• THE PROBLEM
All lines in the material below that hold "ServiceConfig" should be found and copied.

• AVAILABLE RECORDS

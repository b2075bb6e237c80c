//! Application state.

use std::sync::Arc;

use stripe_gateway_store::CustomerStore;

use crate::config::ServiceConfig;
use crate::gateway::Gateway;
use crate::stripe::{ClientOptions, StripeClient, StripeError};

/// Application state shared across handlers.
#[derive(Clone)]
pub struct AppState {
    /// Service configuration.
    pub config: ServiceConfig,

    /// Stripe client using the secret key for the configured mode.
    pub stripe: Arc<StripeClient>,

    /// Gateway operations.
    pub gateway: Gateway,
}

impl AppState {
    /// Create a new application state.
    ///
    /// # Errors
    ///
    /// Returns an error if the Stripe HTTP client cannot be built.
    pub fn new(store: Arc<dyn CustomerStore>, config: ServiceConfig) -> Result<Self, StripeError> {
        let credentials = config.gateway.credentials();
        if credentials.secret_key.is_empty() {
            tracing::warn!(
                mode = config.gateway.mode(),
                "Stripe secret key not configured - processor calls will be rejected by Stripe"
            );
        }

        let stripe = Arc::new(StripeClient::with_options(
            credentials.secret_key,
            ClientOptions {
                base_url: config.stripe_api_base.clone(),
                timeout_seconds: config.stripe_timeout_seconds,
            },
        )?);
        tracing::info!(mode = config.gateway.mode(), "Stripe integration enabled");

        let gateway = Gateway::new(stripe.clone(), store);

        Ok(Self {
            config,
            stripe,
            gateway,
        })
    }
}
//! Host UI hooks.
//!
//! - Client area footer: injects the browser tokenization script on checkout
//!   pages
//! - Admin home widget: shows the Stripe balance on the admin dashboard

pub mod balance_widget;
pub mod checkout_script;

pub use balance_widget::{balance_widget, render_balance, Widget};
pub use checkout_script::{checkout_script, client_area_footer, CHECKOUT_TEMPLATES};

use stripe_gateway_core::GatewaySettings;

/// Access to the gateway settings configured on the host, by gateway name.
pub trait GatewayVariables: Send + Sync {
    /// Settings for `gateway`, or `None` when it is not configured.
    fn gateway_variables(&self, gateway: &str) -> Option<GatewaySettings>;
}
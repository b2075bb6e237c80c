//! Common test utilities for stripe-gateway integration tests.

#![allow(dead_code)] // Some utilities are used by different test files

use std::sync::Arc;

use axum::http::{HeaderName, HeaderValue};
use axum::Router;
use axum_test::{TestRequest, TestServer};
use wiremock::MockServer;

use stripe_gateway_core::GatewaySettings;
use stripe_gateway_service::{create_router, AppState, ServiceConfig};
use stripe_gateway_store::MemoryStore;

/// Test harness containing everything needed for integration tests.
pub struct TestHarness {
    /// The test server for making HTTP requests.
    pub server: TestServer,
    /// Mock Stripe API.
    pub stripe: MockServer,
    /// Customer mapping store behind the service.
    pub store: Arc<MemoryStore>,
    /// The host API key.
    pub host_api_key: String,
}

/// Gateway settings with both key pairs filled in.
pub fn test_settings(test_mode: bool) -> GatewaySettings {
    GatewaySettings {
        test_secret_key: "sk_test_harness".into(),
        test_public_key: "pk_test_harness".into(),
        live_secret_key: "sk_live_harness".into(),
        live_public_key: "pk_live_harness".into(),
        test_mode,
    }
}

impl TestHarness {
    /// Create a new test harness in test mode with an empty store.
    pub async fn new() -> Self {
        Self::with_settings(test_settings(true)).await
    }

    /// Create a new test harness with the given gateway settings.
    pub async fn with_settings(gateway: GatewaySettings) -> Self {
        let stripe = MockServer::start().await;
        let store = Arc::new(MemoryStore::new());
        let host_api_key = "test-host-key".to_string();

        let config = ServiceConfig {
            listen_addr: "127.0.0.1:0".into(),
            database_url: None,
            host_api_key: Some(host_api_key.clone()),
            gateway,
            stripe_api_base: stripe.uri(),
            stripe_timeout_seconds: 5,
            max_body_bytes: 64 * 1024,
            request_timeout_seconds: 30,
        };

        let state = AppState::new(store.clone(), config).expect("Failed to build state");
        let router: Router = create_router(state);

        let server = TestServer::new(router).expect("Failed to create test server");

        Self {
            server,
            stripe,
            store,
            host_api_key,
        }
    }

    /// Attach the host API key to a request.
    pub fn authed(&self, request: TestRequest) -> TestRequest {
        request.add_header(
            HeaderName::from_static("x-api-key"),
            HeaderValue::from_str(&self.host_api_key).expect("valid header value"),
        )
    }

    /// Authenticated GET.
    pub fn get(&self, path: &str) -> TestRequest {
        self.authed(self.server.get(path))
    }

    /// Authenticated POST.
    pub fn post(&self, path: &str) -> TestRequest {
        self.authed(self.server.post(path))
    }
}
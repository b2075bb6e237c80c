//! Per-call parameters passed by the host platform.
//!
//! Field names on the wire follow the host's parameter bag (`transid`,
//! `clientdetails`, `cardnum`, ...).

use serde::Deserialize;

use crate::amount::{deserialize_amount, deserialize_optional_amount};
use crate::error::{GatewayError, Result};

/// Client details attached to every call.
#[derive(Debug, Clone, Deserialize)]
pub struct ClientDetails {
    /// Client email; the key of the local customer mapping.
    pub email: String,
}

/// Parameters for capturing a payment.
#[derive(Debug, Clone, Deserialize)]
pub struct CaptureParams {
    /// Amount in major units.
    #[serde(deserialize_with = "deserialize_amount")]
    pub amount: f64,
    /// ISO currency code, any case.
    pub currency: String,
    /// Charge description (usually the invoice reference).
    #[serde(default)]
    pub description: String,
    /// The paying client.
    #[serde(rename = "clientdetails")]
    pub client_details: ClientDetails,
}

/// Parameters for refunding a previous capture.
#[derive(Debug, Clone, Deserialize)]
pub struct RefundParams {
    /// Transaction id returned by the capture.
    #[serde(rename = "transid")]
    pub transaction_id: String,
    /// Amount to refund in major units; `None` or zero refunds in full.
    #[serde(default, deserialize_with = "deserialize_optional_amount")]
    pub amount: Option<f64>,
}

/// Parameters for storing or removing a card on the processor.
///
/// An empty `card_number` means the host is asking to remove the stored card.
#[derive(Clone, Deserialize)]
pub struct StoreRemoteParams {
    /// The card holder.
    #[serde(rename = "clientdetails")]
    pub client_details: ClientDetails,
    /// Raw card number, or a masked placeholder when the browser tokenized it.
    #[serde(rename = "cardnum", default)]
    pub card_number: String,
    /// Card expiry in `MMYY` form.
    #[serde(rename = "cardexp", default)]
    pub card_expiry: String,
    /// Card verification code.
    #[serde(rename = "cardcvv", default)]
    pub card_cvv: String,
    /// Source id of the stored card, if any.
    #[serde(rename = "gatewayid", default)]
    pub gateway_id: Option<String>,
    /// Token posted by the browser tokenization script.
    #[serde(rename = "stripeToken", default)]
    pub token: Option<String>,
}

impl std::fmt::Debug for StoreRemoteParams {
    fn fmt(&self, f: &mut std::fmt::Formatter<'_>) -> std::fmt::Result {
        f.debug_struct("StoreRemoteParams")
            .field("client_details", &self.client_details)
            .field("has_card_number", &!self.card_number.is_empty())
            .field("gateway_id", &self.gateway_id)
            .field("has_token", &self.token_value().is_some())
            .finish_non_exhaustive()
    }
}

/// What a store-remote call asks the processor to do.
#[derive(Debug, Clone, Copy, PartialEq, Eq)]
pub enum StoreRemoteAction {
    /// Attach a new card to the customer.
    Tokenize,
    /// Detach the stored card.
    Remove,
}

impl StoreRemoteParams {
    /// Which action the host is requesting.
    #[must_use]
    pub fn action(&self) -> StoreRemoteAction {
        if self.card_number.trim().is_empty() {
            StoreRemoteAction::Remove
        } else {
            StoreRemoteAction::Tokenize
        }
    }

    /// The browser token, ignoring empty values.
    #[must_use]
    pub fn token_value(&self) -> Option<&str> {
        self.token.as_deref().map(str::trim).filter(|t| !t.is_empty())
    }

    /// The stored source id, ignoring empty values.
    #[must_use]
    pub fn gateway_id_value(&self) -> Option<&str> {
        self.gateway_id
            .as_deref()
            .map(str::trim)
            .filter(|g| !g.is_empty())
    }

    /// Split the `MMYY` expiry into month and year.
    ///
    /// # Errors
    ///
    /// Returns `GatewayError::InvalidCardExpiry` when the expiry is shorter
    /// than three characters or not ASCII digits.
    pub fn expiry_parts(&self) -> Result<(&str, &str)> {
        let expiry = self.card_expiry.trim();
        if expiry.len() < 3 || !expiry.bytes().all(|b| b.is_ascii_digit()) {
            return Err(GatewayError::InvalidCardExpiry(expiry.to_string()));
        }
        Ok(expiry.split_at(2))
    }
}
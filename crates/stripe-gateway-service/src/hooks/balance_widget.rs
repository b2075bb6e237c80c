//! Admin dashboard balance widget.

use serde::Serialize;
use stripe_gateway_core::format_major_units;

use crate::stripe::{Balance, BalanceAmount, StripeClient};

/// Widget title.
pub const WIDGET_TITLE: &str = "Stripe Balance";

/// Currency shown when Stripe reports no balance entries.
const DEFAULT_CURRENCY: &str = "USD";

const WIDGET_STYLE: &str = "margin:10px;padding:10px;background-color:#00afe1;\
                            text-align:center;font-size:16px;color:#fff;";

/// A dashboard widget.
#[derive(Debug, Clone, PartialEq, Eq, Serialize)]
pub struct Widget {
    /// Widget title.
    pub title: String,
    /// HTML content.
    pub content: String,
}

/// Fetch the balance and render the widget.
///
/// A failed balance lookup still yields a widget, saying the balance is
/// unavailable.
pub async fn balance_widget(stripe: &StripeClient) -> Widget {
    let content = match stripe.retrieve_balance().await {
        Ok(balance) => render_balance(&balance),
        Err(e) => {
            tracing::warn!(error = %e, "Failed to retrieve Stripe balance");
            format!("<div style=\"{WIDGET_STYLE}\">Stripe Balance: <b>unavailable</b></div>")
        }
    };

    Widget {
        title: WIDGET_TITLE.to_string(),
        content,
    }
}

/// Render the first available and pending balance entries.
#[must_use]
pub fn render_balance(balance: &Balance) -> String {
    let (available, available_currency) = first_entry(&balance.available);
    let (pending, pending_currency) = first_entry(&balance.pending);

    format!(
        "<div style=\"{WIDGET_STYLE}\">Stripe Balance: <b>{} {available_currency}</b> \
         <small>({} {pending_currency} Pending)</small></div>",
        format_major_units(available),
        format_major_units(pending),
    )
}

fn first_entry(entries: &[BalanceAmount]) -> (i64, String) {
    entries.first().map_or_else(
        || (0, DEFAULT_CURRENCY.to_string()),
        |entry| {
            let currency: String = entry
                .currency
                .chars()
                .filter(char::is_ascii_alphabetic)
                .collect();
            (entry.amount, currency.to_ascii_uppercase())
        },
    )
}
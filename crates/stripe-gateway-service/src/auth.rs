//! Host platform authentication.
//!
//! Every `/v1` route is called by the host platform, which presents the
//! shared API key in the `X-API-Key` header.

use std::sync::Arc;

use async_trait::async_trait;
use axum::extract::FromRequestParts;
use axum::http::request::Parts;

use crate::error::ApiError;
use crate::state::AppState;

/// An authenticated host platform request.
#[derive(Debug, Clone)]
pub struct HostAuth {
    /// The host name or identifier, from `X-Host-Name`.
    pub host_name: String,
}

#[async_trait]
impl FromRequestParts<Arc<AppState>> for HostAuth {
    type Rejection = ApiError;

    async fn from_request_parts(
        parts: &mut Parts,
        state: &Arc<AppState>,
    ) -> Result<Self, Self::Rejection> {
        // Check for X-API-Key header
        let api_key = parts
            .headers
            .get("x-api-key")
            .and_then(|v| v.to_str().ok())
            .ok_or(ApiError::Unauthorized)?;

        // Validate against configured host API key
        let expected_key = state
            .config
            .host_api_key
            .as_ref()
            .ok_or(ApiError::Unauthorized)?;

        if !constant_time_eq(api_key, expected_key) {
            tracing::debug!("Rejected request with invalid host API key");
            return Err(ApiError::Unauthorized);
        }

        let host_name = parts
            .headers
            .get("x-host-name")
            .and_then(|v| v.to_str().ok())
            .unwrap_or("unknown")
            .to_string();

        Ok(HostAuth { host_name })
    }
}

/// Constant-time string comparison.
fn constant_time_eq(a: &str, b: &str) -> bool {
    if a.len() != b.len() {
        return false;
    }

    let mut result = 0u8;
    for (x, y) in a.bytes().zip(b.bytes()) {
        result |= x ^ y;
    }
    result == 0
}
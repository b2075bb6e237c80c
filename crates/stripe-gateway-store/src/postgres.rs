//! PostgreSQL backend.

use async_trait::async_trait;
use chrono::{DateTime, Utc};
use sqlx::postgres::{PgPool, PgPoolOptions, PgRow};
use sqlx::Row;

use stripe_gateway_core::CustomerMapping;

use crate::error::{Result, StoreError};
use crate::schema;
use crate::CustomerStore;

/// Maximum pooled connections. Each gateway call issues at most two queries.
const MAX_CONNECTIONS: u32 = 5;

/// Customer mapping store backed by PostgreSQL.
#[derive(Debug, Clone)]
pub struct PgCustomerStore {
    pool: PgPool,
}

impl PgCustomerStore {
    /// Connect to the database at `url`.
    ///
    /// # Errors
    ///
    /// Returns `StoreError::Database` if the connection cannot be established.
    pub async fn connect(url: &str) -> Result<Self> {
        let pool = PgPoolOptions::new()
            .max_connections(MAX_CONNECTIONS)
            .connect(url)
            .await?;
        Ok(Self { pool })
    }

    /// Wrap an existing pool.
    #[must_use]
    pub fn from_pool(pool: PgPool) -> Self {
        Self { pool }
    }
}

fn mapping_from_row(row: &PgRow) -> Result<CustomerMapping> {
    Ok(CustomerMapping {
        id: row.try_get("id")?,
        processor_customer_id: row.try_get("stripe_id")?,
        email: row.try_get("email")?,
        created_at: row.try_get::<Option<DateTime<Utc>>, _>("created_at")?,
        updated_at: row.try_get::<Option<DateTime<Utc>>, _>("updated_at")?,
    })
}

#[async_trait]
impl CustomerStore for PgCustomerStore {
    async fn ensure_schema(&self) -> Result<()> {
        sqlx::query(schema::CREATE_CUSTOMERS_TABLE)
            .execute(&self.pool)
            .await
            .map_err(|e| {
                tracing::error!(error = %e, table = schema::CUSTOMERS_TABLE, "Unable to create table");
                StoreError::from(e)
            })?;
        Ok(())
    }

    async fn find_by_email(&self, email: &str) -> Result<Option<CustomerMapping>> {
        let row = sqlx::query(schema::SELECT_BY_EMAIL)
            .bind(email)
            .fetch_optional(&self.pool)
            .await?;

        row.as_ref().map(mapping_from_row).transpose()
    }

    async fn insert(&self, processor_customer_id: &str, email: &str) -> Result<CustomerMapping> {
        let result = sqlx::query(schema::INSERT_CUSTOMER)
            .bind(processor_customer_id)
            .bind(email)
            .bind(Utc::now())
            .fetch_one(&self.pool)
            .await;

        match result {
            Ok(row) => mapping_from_row(&row),
            Err(sqlx::Error::Database(db)) if db.is_unique_violation() => {
                Err(StoreError::Duplicate {
                    email: email.to_string(),
                })
            }
            Err(e) => Err(e.into()),
        }
    }
}
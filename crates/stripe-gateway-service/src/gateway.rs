//! Gateway operations invoked by the host platform.
//!
//! Each operation makes at most one processor call and reports a
//! [`GatewayResult`]. A processor refusal or transport failure is a result,
//! not an error; errors are reserved for local failures (bad input, storage).

use std::sync::Arc;

use stripe_gateway_core::{
    to_minor_units, CaptureParams, GatewayError, GatewayResult, RefundParams, StoreRemoteAction,
    StoreRemoteParams, TransactionStatus,
};
use stripe_gateway_store::{CustomerStore, StoreError};

use crate::stripe::{CardSource, Customer, ProcessorResponse, StripeClient, StripeError};

/// Raw data reported when a capture is attempted for a client with no stored
/// card.
const NO_CUSTOMER_RAW_DATA: &str = "no stored customer for client email";

/// The gateway module: processor client plus customer mapping store.
#[derive(Clone)]
pub struct Gateway {
    stripe: Arc<StripeClient>,
    store: Arc<dyn CustomerStore>,
}

impl Gateway {
    /// Create a gateway from its parts.
    #[must_use]
    pub fn new(stripe: Arc<StripeClient>, store: Arc<dyn CustomerStore>) -> Self {
        Self { stripe, store }
    }

    /// Create the customer mapping table if needed.
    pub async fn ensure_schema(&self) -> Result<(), GatewayError> {
        self.store.ensure_schema().await.map_err(|e| {
            tracing::error!(error = %e, "Unable to create customer mapping table");
            GatewayError::from(e)
        })
    }

    /// Charge the client's stored card.
    ///
    /// Reports `success` with the charge id, or `declined` with the raw
    /// processor response.
    pub async fn capture(&self, params: &CaptureParams) -> Result<GatewayResult, GatewayError> {
        self.ensure_schema().await?;

        let amount_minor = to_minor_units(params.amount)?;
        let currency = params.currency.to_lowercase();
        let email = &params.client_details.email;

        let Some(customer) = self.store.find_by_email(email).await? else {
            tracing::warn!("Capture declined: no stored customer");
            return Ok(GatewayResult::rejected(
                TransactionStatus::Declined,
                NO_CUSTOMER_RAW_DATA,
            ));
        };

        let outcome = self
            .stripe
            .create_charge(
                amount_minor,
                &currency,
                &customer.processor_customer_id,
                &params.description,
            )
            .await;

        let result = interpret(outcome, TransactionStatus::Declined);
        tracing::info!(
            status = %result.status,
            transaction_id = ?result.transaction_id,
            amount_minor = %amount_minor,
            currency = %currency,
            "Capture processed"
        );
        Ok(result)
    }

    /// Refund a previous capture, in full when no amount is given.
    ///
    /// Reports `success` with the refund id, or `failed` with the raw
    /// processor response.
    pub async fn refund(&self, params: &RefundParams) -> Result<GatewayResult, GatewayError> {
        self.ensure_schema().await?;

        let amount_minor = match params.amount {
            Some(amount) => Some(to_minor_units(amount)?).filter(|minor| *minor != 0),
            None => None,
        };

        let outcome = self
            .stripe
            .create_refund(&params.transaction_id, amount_minor)
            .await;

        let result = interpret(outcome, TransactionStatus::Failed);
        tracing::info!(
            status = %result.status,
            charge_id = %params.transaction_id,
            refund_id = ?result.transaction_id,
            amount_minor = ?amount_minor,
            "Refund processed"
        );
        Ok(result)
    }

    /// Store a card on the processor, or remove the stored one.
    ///
    /// Removal is requested with an empty card number. Without a stored
    /// customer or card id there is nothing to remove and the call succeeds
    /// without contacting the processor.
    pub async fn store_remote(
        &self,
        params: &StoreRemoteParams,
    ) -> Result<GatewayResult, GatewayError> {
        self.ensure_schema().await?;

        let email = &params.client_details.email;
        let customer = self.store.find_by_email(email).await?;

        if params.action() == StoreRemoteAction::Remove {
            let (Some(customer), Some(gateway_id)) = (customer, params.gateway_id_value()) else {
                tracing::debug!(email = %email, "Nothing stored to remove");
                return Ok(GatewayResult::success());
            };

            let raw = match self
                .stripe
                .delete_source(&customer.processor_customer_id, gateway_id)
                .await
            {
                Ok(response) => {
                    if response.resource_id().is_none() {
                        tracing::warn!(
                            status = %response.status,
                            error = ?response.error_summary(),
                            "Card removal not confirmed by Stripe"
                        );
                    }
                    response.body
                }
                Err(e) => {
                    tracing::warn!(error = %e, "Card removal request failed");
                    e.to_string()
                }
            };

            tracing::info!(customer_id = %customer.processor_customer_id, gateway_id = %gateway_id, "Stored card removed");
            return Ok(GatewayResult::success().with_raw_data(raw));
        }

        let source = match params.token_value() {
            Some(token) => CardSource::Token(token),
            None => {
                let (exp_month, exp_year) = params.expiry_parts()?;
                CardSource::Card {
                    number: params.card_number.trim(),
                    exp_month,
                    exp_year,
                    cvc: params.card_cvv.trim(),
                }
            }
        };

        let outcome = match &customer {
            Some(existing) => {
                self.stripe
                    .update_customer(&existing.processor_customer_id, email, source)
                    .await
            }
            None => self.stripe.create_customer(email, source).await,
        };

        let response = match outcome {
            Ok(response) => response,
            Err(e) => {
                tracing::warn!(error = %e, "Card storage request failed");
                return Ok(GatewayResult::rejected(TransactionStatus::Failed, e.to_string()));
            }
        };

        let Some(customer_id) = response.resource_id() else {
            tracing::info!(
                status = %response.status,
                error = ?response.error_summary(),
                "Card storage refused"
            );
            return Ok(GatewayResult::rejected(TransactionStatus::Failed, response.body));
        };

        if customer.is_none() {
            match self.store.insert(&customer_id, email).await {
                Ok(mapping) => {
                    tracing::info!(mapping_id = %mapping.id, customer_id = %customer_id, "Customer mapping created");
                }
                Err(StoreError::Duplicate { .. }) => {
                    tracing::warn!(customer_id = %customer_id, "Customer mapping already exists");
                }
                Err(e) => return Err(e.into()),
            }
        }

        let gateway_id = response
            .json::<Customer>()
            .ok()
            .and_then(|c| c.stored_source_id());

        tracing::info!(customer_id = %customer_id, gateway_id = ?gateway_id, "Card stored");
        Ok(GatewayResult::success()
            .with_gateway_id(gateway_id)
            .with_raw_data(response.body))
    }
}

/// Map a processor call to a result: success iff HTTP 200 with a resource id.
fn interpret(
    outcome: Result<ProcessorResponse, StripeError>,
    refused: TransactionStatus,
) -> GatewayResult {
    match outcome {
        Ok(response) => match response.resource_id() {
            Some(id) => GatewayResult::success()
                .with_transaction_id(id)
                .with_raw_data(response.body),
            None => {
                tracing::debug!(
                    status = %response.status,
                    error = ?response.error_summary(),
                    "Stripe refused request"
                );
                GatewayResult::rejected(refused, response.body)
            }
        },
        Err(e) => {
            tracing::warn!(error = %e, "Stripe request failed");
            GatewayResult::rejected(refused, e.to_string())
        }
    }
}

• COMPLETED EXERCISE
use crate::config::ServiceConfig;
    pub config: ServiceConfig,
    pub fn new(store: Arc<dyn CustomerStore>, config: ServiceConfig) -> Result<Self, StripeError> {
use stripe_gateway_service::{create_router, AppState, ServiceConfig};
        let config = ServiceConfig {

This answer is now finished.